Chaumette méritait d'être l'ami de Fouché, et le fut en effet, du moins jusqu'au moment où il subit le saint martyre de la guillotine. Car l'occasion s'étant présentée ensuite d'en parler aux Jacobins (1), l'ingrat Fouché, fidèle à son système d'adulation envers le plus fort, le désigna comme un scélérat, un conspirateur, dont l'ombre planait encore sur Nevers; ce qui lui mérita cette vive répartie de Robespierre: « Il ne s'agit pas à présent de jeter de la boue sur la tombe de Chaumette, lorsque ce monstre a péri sur l'échafaud : il fallait lui livrer combat avant

sa mort. »

Les actes de Fouché ajoutent à l'éloge de son ami Chaumette.
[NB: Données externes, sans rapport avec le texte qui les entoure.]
use std::collections::BTreeMap;

use rust_decimal::Decimal;
use serde::{Deserialize, Serialize};

use crate::domain::company::{
    CompanyDefaults, CompanyId, MaterialCost, PaintCategory, PaintProduct,
};
use crate::domain::product::Exposure;
use crate::intake::catalog::{
    render_prompt, CatalogError, Condition, Expected, NextRule, StepCatalog, StepDefinition,
    StepGraph, COMPLETE,
};
use crate::intake::parse::{ChoiceOption, CompoundSchema, SubField, SubFieldKind};
use crate::intake::state::PartialState;

const PROJECT_FOCUS: &[ChoiceOption] = &[
    ChoiceOption { value: "both", keywords: &["both", "mix", "mixed", "all", "everything"] },
    ChoiceOption {
        value: "interior",
        keywords: &["interior", "interiors", "inside", "indoor", "indoors"],
    },
    ChoiceOption {
        value: "exterior",
        keywords: &["exterior", "exteriors", "outside", "outdoor", "outdoors"],
    },
];

const TAX_BASIS: &[ChoiceOption] = &[
    ChoiceOption {
        value: "total",
        keywords: &["total", "everything", "whole", "full", "entire", "materials and labor"],
    },
    ChoiceOption { value: "materials", keywords: &["materials", "material", "supplies", "paint only"] },
    ChoiceOption { value: "none", keywords: &["none", "no tax", "not taxed", "exempt"] },
];

const PRODUCT: CompoundSchema = CompoundSchema {
    fields: &[
        SubField { name: "name", kind: SubFieldKind::Text },
        SubField { name: "cost_per_gallon", kind: SubFieldKind::Money },
        SubField { name: "spread_rate", kind: SubFieldKind::Number },
    ],
};

/// Product steps: (step id, state path, category, exposure).
const PRODUCT_STEPS: &[(&str, &str, PaintCategory, Exposure)] = &[
    ("primer_product", "products.primer", PaintCategory::Primer, Exposure::Interior),
    ("wall_product", "products.wall", PaintCategory::Wall, Exposure::Interior),
    ("ceiling_product", "products.ceiling", PaintCategory::Ceiling, Exposure::Interior),
    ("trim_product", "products.trim", PaintCategory::Trim, Exposure::Interior),
    ("exterior_product", "products.exterior", PaintCategory::Wall, Exposure::Exterior),
];

fn setup_steps() -> Vec<StepDefinition> {
    let text = |id: &'static str,
                section: &'static str,
                prompt: &'static str,
                hint: &'static str,
                field: &'static str,
                next: &'static str| StepDefinition {
        id,
        section,
        prompt,
        hint,
        field,
        expected: Expected::Text,
        next: NextRule::To(next),
        skip_when: None,
    };
    let product = |id: &'static str,
                   prompt: &'static str,
                   field: &'static str,
                   next: &'static str,
                   skip_when: Option<Condition>| StepDefinition {
        id,
        section: "products",
        prompt,
        hint: "I need all three parts, separated by commas.",
        field,
        expected: Expected::Compound(PRODUCT),
        next: NextRule::To(next),
        skip_when,
    };

    vec![
        text(
            "company_name",
            "company",
            "Welcome! Let's set up your pricing so quotes come out right. What's your company name?",
            "I didn't catch a company name.",
            "company.name",
            "preferred_brand",
        ),
        text(
            "preferred_brand",
            "company",
            "Nice to meet you, {company.name}. Which paint brand do you use most (e.g. Sherwin-Williams, Benjamin Moore)?",
            "Just the brand name is fine.",
            "preferences.preferred_brand",
            "project_focus",
        ),
        StepDefinition {
            id: "project_focus",
            section: "company",
            prompt: "Do you mostly paint interiors, exteriors, or both?",
            hint: "Please answer interior, exterior, or both.",
            field: "preferences.project_focus",
            expected: Expected::Choice(PROJECT_FOCUS),
            next: NextRule::To("walls_rate"),
            skip_when: None,
        },
        StepDefinition {
            id: "walls_rate",
            section: "rates",
            prompt: "What do you charge per square foot for walls (e.g. $3.00)?",
            hint: "I couldn't find a dollar amount in that.",
            field: "rates.walls_rate",
            expected: Expected::Number,
            next: NextRule::Branch {
                when: Condition::Equals("preferences.project_focus", "exterior"),
                then: "trim_rate",
                otherwise: "ceilings_rate",
            },
            skip_when: None,
        },
        StepDefinition {
            id: "ceilings_rate",
            section: "rates",
            prompt: "And per square foot for ceilings?",
            hint: "I couldn't find a dollar amount in that.",
            field: "rates.ceilings_rate",
            expected: Expected::Number,
            next: NextRule::To("trim_rate"),
            skip_when: None,
        },
        StepDefinition {
            id: "trim_rate",
            section: "rates",
            prompt: "What's your rate per square foot for trim?",
            hint: "I couldn't find a dollar amount in that.",
            field: "rates.trim_rate",
            expected: Expected::Number,
            next: NextRule::To("markup"),
            skip_when: None,
        },
        StepDefinition {
            id: "markup",
            section: "rates",
            prompt: "What markup percentage do you add on top of cost (e.g. 45%)?",
            hint: "I couldn't find a percentage in that.",
            field: "rates.markup_percentage",
            expected: Expected::Percentage,
            next: NextRule::To("tax_rate"),
            skip_when: None,
        },
        StepDefinition {
            id: "tax_rate",
            section: "rates",
            prompt: "What sales tax rate applies to your jobs? Say 0 if none.",
            hint: "I couldn't find a percentage in that.",
            field: "rates.tax_rate",
            expected: Expected::Percentage,
            next: NextRule::To("tax_basis"),
            skip_when: None,
        },
        StepDefinition {
            id: "tax_basis",
            section: "rates",
            prompt: "Is that tax charged on materials only, or on the total price?",
            hint: "Please answer materials or total.",
            field: "rates.tax_basis",
            expected: Expected::Choice(TAX_BASIS),
            next: NextRule::To("primer_product"),
            skip_when: Some(Condition::Equals("rates.tax_rate", "0")),
        },
        product(
            "primer_product",
            "What {preferences.preferred_brand|your} primer do you use? Reply as: Product Name, $Cost per gallon, Spread rate (sq ft per gallon).",
            "products.primer",
            "wall_product",
            None,
        ),
        product(
            "wall_product",
            "Which interior wall paint? Reply as: Product Name, $Cost per gallon, Spread rate (sq ft per gallon).",
            "products.wall",
            "ceiling_product",
            Some(Condition::Equals("preferences.project_focus", "exterior")),
        ),
        product(
            "ceiling_product",
            "Which ceiling paint? Reply as: Product Name, $Cost per gallon, Spread rate (sq ft per gallon).",
            "products.ceiling",
            "trim_product",
            Some(Condition::Equals("preferences.project_focus", "exterior")),
        ),
        product(
            "trim_product",
            "Which trim paint? Reply as: Product Name, $Cost per gallon, Spread rate (sq ft per gallon).",
            "products.trim",
            "exterior_product",
            None,
        ),
        product(
            "exterior_product",
            "Last one: which exterior paint? Reply as: Product Name, $Cost per gallon, Spread rate (sq ft per gallon).",
            "products.exterior",
            COMPLETE,
            Some(Condition::Equals("preferences.project_focus", "interior")),
        ),
    ]
}

#[derive(Clone, Debug)]
pub struct SetupCatalog {
    graph: StepGraph,
}

impl SetupCatalog {
    pub fn new() -> Result<Self, CatalogError> {
        Ok(Self { graph: StepGraph::new("company_name", setup_steps())? })
    }
}

impl StepCatalog for SetupCatalog {
    fn name(&self) -> &'static str {
        "setup"
    }

    fn graph(&self) -> &StepGraph {
        &self.graph
    }

    fn completion_message(&self, state: &PartialState) -> String {
        render_prompt(
            "You're all set, {company.name|there}! Your rates and products are saved, so new quotes will use them automatically.",
            state,
        )
    }
}

/// What a finished setup conversation persists.
#[derive(Clone, Debug, PartialEq, Eq, Serialize, Deserialize)]
#[serde(rename_all = "camelCase")]
pub struct SetupOutcome {
    pub preferences: BTreeMap<String, String>,
    pub products: Vec<PaintProduct>,
    pub company_defaults: CompanyDefaults,
}

impl SetupOutcome {
    pub fn from_state(company_id: CompanyId, state: &PartialState) -> Self {
        let preferences = state
            .iter()
            .filter(|(path, value)| !path.starts_with("products.") && value.is_filled())
            .map(|(path, value)| (path.to_owned(), value.display()))
            .collect();

        let brand = state.text("preferences.preferred_brand").map(str::to_owned);
        let products: Vec<PaintProduct> = PRODUCT_STEPS
            .iter()
            .filter_map(|(_, path, category, exposure)| {
                let name = state.text(&format!("{path}.name"))?;
                let cost_per_gallon = state.number(&format!("{path}.cost_per_gallon"))?;
                let spread_rate = state.number(&format!("{path}.spread_rate"))?;
                Some(PaintProduct {
                    company_id,
                    category: *category,
                    exposure: *exposure,
                    brand: brand.clone(),
                    name: name.to_owned(),
                    cost: MaterialCost { cost_per_gallon, spread_rate },
                })
            })
            .collect();

        let tax_basis = state.text("rates.tax_basis").unwrap_or("total");
        let mut company_defaults = CompanyDefaults::unconfigured(company_id);
        company_defaults.walls_rate = state.number("rates.walls_rate");
        company_defaults.ceilings_rate = state.number("rates.ceilings_rate");
        company_defaults.trim_rate = state.number("rates.trim_rate");
        company_defaults.markup_percentage =
            state.number("rates.markup_percentage").unwrap_or(Decimal::ZERO);
        company_defaults.tax_rate = match tax_basis {
            "none" => Decimal::ZERO,
            _ => state.number("rates.tax_rate").unwrap_or(Decimal::ZERO),
        };
        company_defaults.tax_on_materials_only = tax_basis == "materials";
        for product in &products {
            // Zero spread would make gallons undefined; such rows stay as
            // preferences only.
            if product.cost.spread_rate > Decimal::ZERO {
                company_defaults.set_material(
                    product.category,
                    product.exposure,
                    None,
                    product.cost.clone(),
                );
            }
        }

        Self { preferences, products, company_defaults }
    }
}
Voici le texte de son décret du 17 octobre 1793:

• Considérant que le peuple français ne peut reconnaître d'autre culte que celui de la morale universelle; d'autre dogme que celui de sa souveraineté et de sa toute-puissance, etc.; toutes les enseignes religieuses qui se trouvent sur les routes, sur les places, et généralement dans les lieux publics, seront anéanties; tous les citoyens morts, de quelque secte qu'ils soient, seront conduits, vingt-quatre heures

(1) Le 11 juin 1794, à propos d'une députation de la societé populaire de Nevers.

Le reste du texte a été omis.